» **Aim of the task**
The entries that follow include a run beginning at the line with "expected a nested" and ending at the line with "structured tree, starting"; restate that run word for word and leave the rest out.

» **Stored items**

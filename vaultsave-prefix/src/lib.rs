//! # vaultsave-prefix
//!
//! Adaptive prefix-code (Huffman-style) tree codec used by the outer
//! container to compress/decompress the already-LZO-compressed inner
//! payload's residual entropy.

#![warn(missing_docs)]
#![warn(clippy::all)]

pub mod error;
pub mod tree;

pub use error::{PrefixError, Result};
pub use tree::{Node, build_tree, decode_symbols, encode_symbols, read_tree, write_tree};

use std::io::Cursor;
use vaultsave_core::{BitReader, BitWriter};

/// Compress `data` into a self-contained prefix-coded block: the
/// serialized tree followed by the bit-packed symbols.
pub fn compress(data: &[u8]) -> Result<Vec<u8>> {
    let tree = build_tree(data);
    let mut bytes = Vec::new();
    {
        let mut writer = BitWriter::new(&mut bytes);
        write_tree(&mut writer, &tree)?;
        encode_symbols(&mut writer, &tree, data)?;
        writer.flush()?;
    }
    Ok(bytes)
}

/// Decompress a block previously produced by [`compress`]. The caller must
/// know the decoded length up front, since the bitstream carries no
/// terminator of its own.
pub fn decompress(data: &[u8], decoded_len: usize) -> Result<Vec<u8>> {
    let mut reader = BitReader::new(Cursor::new(data));
    let tree = read_tree(&mut reader)?;
    decode_symbols(&mut reader, &tree, decoded_len)
}
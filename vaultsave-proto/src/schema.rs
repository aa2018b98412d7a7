//! Declarative schema mapper: translates a numeric-tag [`PlayerRecord`]
//! into a named, typed [`StructuredRecord`] tree and back again.
//!
//! Tags the schema doesn't mention are copied verbatim into the
//! structured record's `raw` side-channel, so `remove_structure` can
//! reproduce the original bytes exactly even for fields this codec
//! doesn't otherwise understand.

use std::collections::BTreeMap;

use crate::error::{ProtoError, Result};
use crate::record::{FieldValue, PlayerRecord, read_repeated, write_repeated};

/// The wire-level shape a schema leaf expects its value to carry.
#[derive(Debug, Clone, Copy, PartialEq, Eq)]
pub enum WireKind {
    /// Wire type 0.
    Varint,
    /// Wire type 5.
    Fixed32,
    /// Wire type 1.
    Fixed64,
    /// Wire type 2 (raw bytes, not a nested record).
    Bytes,
}

/// One entry in a declarative schema: how to interpret the values stored
/// at a given field tag.
#[derive(Debug, Clone)]
pub enum SchemaEntry {
    /// A single scalar value.
    Leaf {
        /// Field name in the structured tree.
        name: &'static str,
        /// Expected wire representation.
        kind: WireKind,
    },
    /// A `Bytes` field whose contents are a packed-repeated run of
    /// same-typed scalars.
    Repeated {
        /// Field name in the structured tree.
        name: &'static str,
        /// Wire representation of each packed element.
        inner: WireKind,
    },
    /// A nested sub-record, itself described by another schema.
    Nested {
        /// Field name in the structured tree.
        name: &'static str,
        /// Whether this tag may repeat (multiple sibling sub-records).
        repeated: bool,
        /// Schema describing the nested record's own tags.
        schema: &'static [(u32, SchemaEntry)],
    },
}

/// A decoded, named value in a [`StructuredRecord`].
#[derive(Debug, Clone, PartialEq)]
pub enum RecordValue {
    /// A scalar integer (varint, fixed32, or fixed64, widened to i64).
    Int(i64),
    /// A raw byte string.
    Bytes(Vec<u8>),
    /// A nested structured record.
    Record(Box<StructuredRecord>),
    /// A repeated value: either packed scalars or sibling sub-records.
    List(Vec<RecordValue>),
}

/// A [`PlayerRecord`] mapped through a schema into named fields, with
/// schema-unaware tags preserved in `raw` for byte-exact round-trip.
#[derive(Debug, Clone, Default, PartialEq)]
pub struct StructuredRecord {
    /// Named, typed fields the schema recognized.
    pub fields: BTreeMap<String, RecordValue>,
    /// Tags the schema did not mention, preserved verbatim.
    pub raw: PlayerRecord,
}

fn leaf_to_record_value(value: &FieldValue) -> RecordValue {
    match value {
        FieldValue::Varint(v) => RecordValue::Int(*v as i64),
        FieldValue::Fixed32(v) => RecordValue::Int(*v as i64),
        FieldValue::Fixed64(v) => RecordValue::Int(*v as i64),
        FieldValue::Bytes(b) => RecordValue::Bytes(b.clone()),
    }
}

fn record_value_to_field(value: &RecordValue, kind: WireKind) -> Result<FieldValue> {
    match (value, kind) {
        (RecordValue::Int(v), WireKind::Varint) => Ok(FieldValue::Varint(*v as u64)),
        (RecordValue::Int(v), WireKind::Fixed32) => Ok(FieldValue::Fixed32(*v as u32)),
        (RecordValue::Int(v), WireKind::Fixed64) => Ok(FieldValue::Fixed64(*v as u64)),
        (RecordValue::Bytes(b), WireKind::Bytes) => Ok(FieldValue::Bytes(b.clone())),
        _ => Err(ProtoError::SchemaMismatch(
            "record value does not match the schema's declared wire kind".into(),
        )),
    }
}

/// Map `record` through `schema` into a [`StructuredRecord`].
pub fn apply_structure(record: &PlayerRecord, schema: &[(u32, SchemaEntry)]) -> Result<StructuredRecord> {
    let mut remaining = record.clone();
    let mut fields = BTreeMap::new();

    for (tag, entry) in schema {
        let Some(values) = remaining.remove(tag) else {
            continue;
        };

        match entry {
            SchemaEntry::Leaf { name, .. } => {
                let value = values
                    .first()
                    .ok_or_else(|| ProtoError::SchemaMismatch(format!("tag {tag} had no values")))?;
                fields.insert((*name).to_string(), leaf_to_record_value(value));
            }
            SchemaEntry::Repeated { name, inner } => {
                let blob = match values.first() {
                    Some(FieldValue::Bytes(b)) => b,
                    _ => {
                        return Err(ProtoError::SchemaMismatch(format!(
                            "tag {tag} expected a packed-repeated byte blob"
                        )));
                    }
                };
                let wire_type = match inner {
                    WireKind::Varint => 0,
                    WireKind::Fixed64 => 1,
                    WireKind::Bytes => 2,
                    WireKind::Fixed32 => 5,
                };
                let items = read_repeated(blob, wire_type)?;
                let list = items.iter().map(leaf_to_record_value).collect();
                fields.insert((*name).to_string(), RecordValue::List(list));
            }
            SchemaEntry::Nested {
                name,
                repeated,
                schema: nested_schema,
            } => {
                let mut sub_records = Vec::new();
                for value in &values {
                    let FieldValue::Bytes(blob) = value else {
                        return Err(ProtoError::SchemaMismatch(format!(
                            "tag {tag} expected a nested record"
                        )));
                    };
                    let nested = crate::record::decode(blob)?;
                    sub_records.push(apply_structure(&nested, nested_schema)?);
                }

                if *repeated {
                    let list = sub_records.into_iter().map(|r| RecordValue::Record(Box::new(r))).collect();
                    fields.insert((*name).to_string(), RecordValue::List(list));
                } else {
                    let only = sub_records
                        .into_iter()
                        .next()
                        .ok_or_else(|| ProtoError::SchemaMismatch(format!("tag {tag} had no values")))?;
                    fields.insert((*name).to_string(), RecordValue::Record(Box::new(only)));
                }
            }
        }
    }

    Ok(StructuredRecord {
        fields,
        raw: remaining,
    })
}

/// Inverse of [`apply_structure`]: rebuild a [`PlayerRecord`] from a
/// structured tree, starting from its preserved `raw` tags.
pub fn remove_structure(structured: &StructuredRecord, schema: &[(u32, SchemaEntry)]) -> Result<PlayerRecord> {
    let mut record = structured.raw.clone();

    for (tag, entry) in schema {
        let name = match entry {
            SchemaEntry::Leaf { name, .. } => *name,
            SchemaEntry::Repeated { name, .. } => *name,
            SchemaEntry::Nested { name, .. } => *name,
        };
        let Some(value) = structured.fields.get(name) else {
            continue;
        };

        match entry {
            SchemaEntry::Leaf { kind, .. } => {
                record.insert(*tag, vec![record_value_to_field(value, *kind)?]);
            }
            SchemaEntry::Repeated { inner, .. } => {
                let RecordValue::List(items) = value else {
                    return Err(ProtoError::SchemaMismatch(format!(
                        "field {name} expected a packed-repeated list"
                    )));
                };
                let field_values: Vec<FieldValue> = items
                    .iter()
                    .map(|v| record_value_to_field(v, *inner))
                    .collect::<Result<_>>()?;
                let blob = write_repeated(&field_values);
                record.insert(*tag, vec![FieldValue::Bytes(blob)]);
            }
            SchemaEntry::Nested {
                repeated,
                schema: nested_schema,
                ..
            } => {
                let sub_records: Vec<&StructuredRecord> = if *repeated {
                    let RecordValue::List(items) = value else {
                        return Err(ProtoError::SchemaMismatch(format!(
                            "field {name} expected a list of nested records"
                        )));
                    };
                    items
                        .iter()
                        .map(|v| match v {
                            RecordValue::Record(r) => Ok(r.as_ref()),
                            _ => Err(ProtoError::SchemaMismatch(format!(
                                "field {name} contained a non-record list item"
                            ))),
                        })
                        .collect::<Result<_>>()?
                } else {
                    let RecordValue::Record(r) = value else {
                        return Err(ProtoError::SchemaMismatch(format!("field {name} expected a record")));
                    };
                    vec![r.as_ref()]
                };

                let mut values = Vec::new();
                for sub in sub_records {
                    let nested_record = remove_structure(sub, nested_schema)?;
                    values.push(FieldValue::Bytes(crate::record::encode(&nested_record)));
                }
                record.insert(*tag, values);
            }
        }
    }

    Ok(record)
}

» **Answer for this exercise**
                            "tag {tag} expected a nested record"
                        )));
                    };
                    let nested = crate::record::decode(blob)?;
                    sub_records.push(apply_structure(&nested, nested_schema)?);
                }

                if *repeated {
                    let list = sub_records.into_iter().map(|r| RecordValue::Record(Box::new(r))).collect();
                    fields.insert((*name).to_string(), RecordValue::List(list));
                } else {
                    let only = sub_records
                        .into_iter()
                        .next()
                        .ok_or_else(|| ProtoError::SchemaMismatch(format!("tag {tag} had no values")))?;
                    fields.insert((*name).to_string(), RecordValue::Record(Box::new(only)));
                }
            }
        }
    }

    Ok(StructuredRecord {
        fields,
        raw: remaining,
    })
}

/// Inverse of [`apply_structure`]: rebuild a [`PlayerRecord`] from a
/// structured tree, starting from its preserved `raw` tags.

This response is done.